### [PROBLEM]
Reproduce the listing verbatim through the line with "back to defaults.".

### [INFORMATION PROVIDED]
◆ ◆ ◆ ◆
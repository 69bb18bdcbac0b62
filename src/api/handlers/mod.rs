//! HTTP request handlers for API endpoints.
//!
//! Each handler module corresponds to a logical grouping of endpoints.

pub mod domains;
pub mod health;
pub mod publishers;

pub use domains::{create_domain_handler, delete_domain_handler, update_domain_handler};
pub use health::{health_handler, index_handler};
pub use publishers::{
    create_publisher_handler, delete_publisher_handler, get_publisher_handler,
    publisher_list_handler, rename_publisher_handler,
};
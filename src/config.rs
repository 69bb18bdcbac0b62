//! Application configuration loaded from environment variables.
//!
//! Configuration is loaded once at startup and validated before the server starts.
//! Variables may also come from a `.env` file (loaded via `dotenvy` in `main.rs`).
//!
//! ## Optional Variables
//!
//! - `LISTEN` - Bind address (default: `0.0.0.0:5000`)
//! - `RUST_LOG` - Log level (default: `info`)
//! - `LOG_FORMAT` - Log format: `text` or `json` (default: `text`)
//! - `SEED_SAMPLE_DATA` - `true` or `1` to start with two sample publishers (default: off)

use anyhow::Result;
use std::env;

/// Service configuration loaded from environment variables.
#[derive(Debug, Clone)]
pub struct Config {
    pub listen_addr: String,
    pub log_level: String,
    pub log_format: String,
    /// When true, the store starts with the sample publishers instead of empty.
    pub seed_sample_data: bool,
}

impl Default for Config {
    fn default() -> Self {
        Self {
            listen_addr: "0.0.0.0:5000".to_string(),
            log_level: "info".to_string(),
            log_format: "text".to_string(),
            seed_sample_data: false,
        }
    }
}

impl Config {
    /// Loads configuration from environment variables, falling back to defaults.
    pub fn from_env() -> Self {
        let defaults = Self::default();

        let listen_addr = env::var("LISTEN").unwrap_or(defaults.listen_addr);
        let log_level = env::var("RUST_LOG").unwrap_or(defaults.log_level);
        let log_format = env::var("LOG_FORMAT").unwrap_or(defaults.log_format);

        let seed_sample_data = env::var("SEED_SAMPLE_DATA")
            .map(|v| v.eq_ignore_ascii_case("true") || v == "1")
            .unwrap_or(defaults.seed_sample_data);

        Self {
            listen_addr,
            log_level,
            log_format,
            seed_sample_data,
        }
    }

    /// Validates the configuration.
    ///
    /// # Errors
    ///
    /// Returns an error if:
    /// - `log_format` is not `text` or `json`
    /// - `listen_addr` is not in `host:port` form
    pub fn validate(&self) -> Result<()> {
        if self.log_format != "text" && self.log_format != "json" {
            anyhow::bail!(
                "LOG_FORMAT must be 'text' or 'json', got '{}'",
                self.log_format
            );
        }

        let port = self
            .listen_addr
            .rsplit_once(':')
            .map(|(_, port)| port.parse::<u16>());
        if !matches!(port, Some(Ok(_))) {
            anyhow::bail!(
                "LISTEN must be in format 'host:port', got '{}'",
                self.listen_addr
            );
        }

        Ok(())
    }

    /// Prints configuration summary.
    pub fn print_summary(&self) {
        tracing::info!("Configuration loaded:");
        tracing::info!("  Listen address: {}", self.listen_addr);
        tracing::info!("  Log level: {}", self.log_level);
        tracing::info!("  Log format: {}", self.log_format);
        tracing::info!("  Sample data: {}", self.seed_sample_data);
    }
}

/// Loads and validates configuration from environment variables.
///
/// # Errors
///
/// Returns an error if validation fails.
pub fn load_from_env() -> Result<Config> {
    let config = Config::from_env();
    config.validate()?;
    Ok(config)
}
◆ ◆ ◆ ◆
### [RESPONSE TO THIS TASK]
repository 69bb18bdcbac0b62
filename src/api/handlers/mod.rs
//! HTTP request handlers for API endpoints.
//!
//! Each handler module corresponds to a logical grouping of endpoints.

pub mod domains;
pub mod health;
pub mod publishers;

pub use domains::{create_domain_handler, delete_domain_handler, update_domain_handler};
pub use health::{health_handler, index_handler};
pub use publishers::{
    create_publisher_handler, delete_publisher_handler, get_publisher_handler,
    publisher_list_handler, rename_publisher_handler,
};
filename src/config.rs
repository 69bb18bdcbac0b62
//! Application configuration loaded from environment variables.
//!
//! Configuration is loaded once at startup and validated before the server starts.
//! Variables may also come from a `.env` file (loaded via `dotenvy` in `main.rs`).
//!
//! ## Optional Variables
//!
//! - `LISTEN` - Bind address (default: `0.0.0.0:5000`)
//! - `RUST_LOG` - Log level (default: `info`)
//! - `LOG_FORMAT` - Log format: `text` or `json` (default: `text`)
//! - `SEED_SAMPLE_DATA` - `true` or `1` to start with two sample publishers (default: off)

use anyhow::Result;
use std::env;

/// Service configuration loaded from environment variables.
#[derive(Debug, Clone)]
pub struct Config {
    pub listen_addr: String,
    pub log_level: String,
    pub log_format: String,
    /// When true, the store starts with the sample publishers instead of empty.
    pub seed_sample_data: bool,
}

impl Default for Config {
    fn default() -> Self {
        Self {
            listen_addr: "0.0.0.0:5000".to_string(),
            log_level: "info".to_string(),
            log_format: "text".to_string(),
            seed_sample_data: false,
        }
    }
}

impl Config {
    /// Loads configuration from environment variables, falling back to defaults.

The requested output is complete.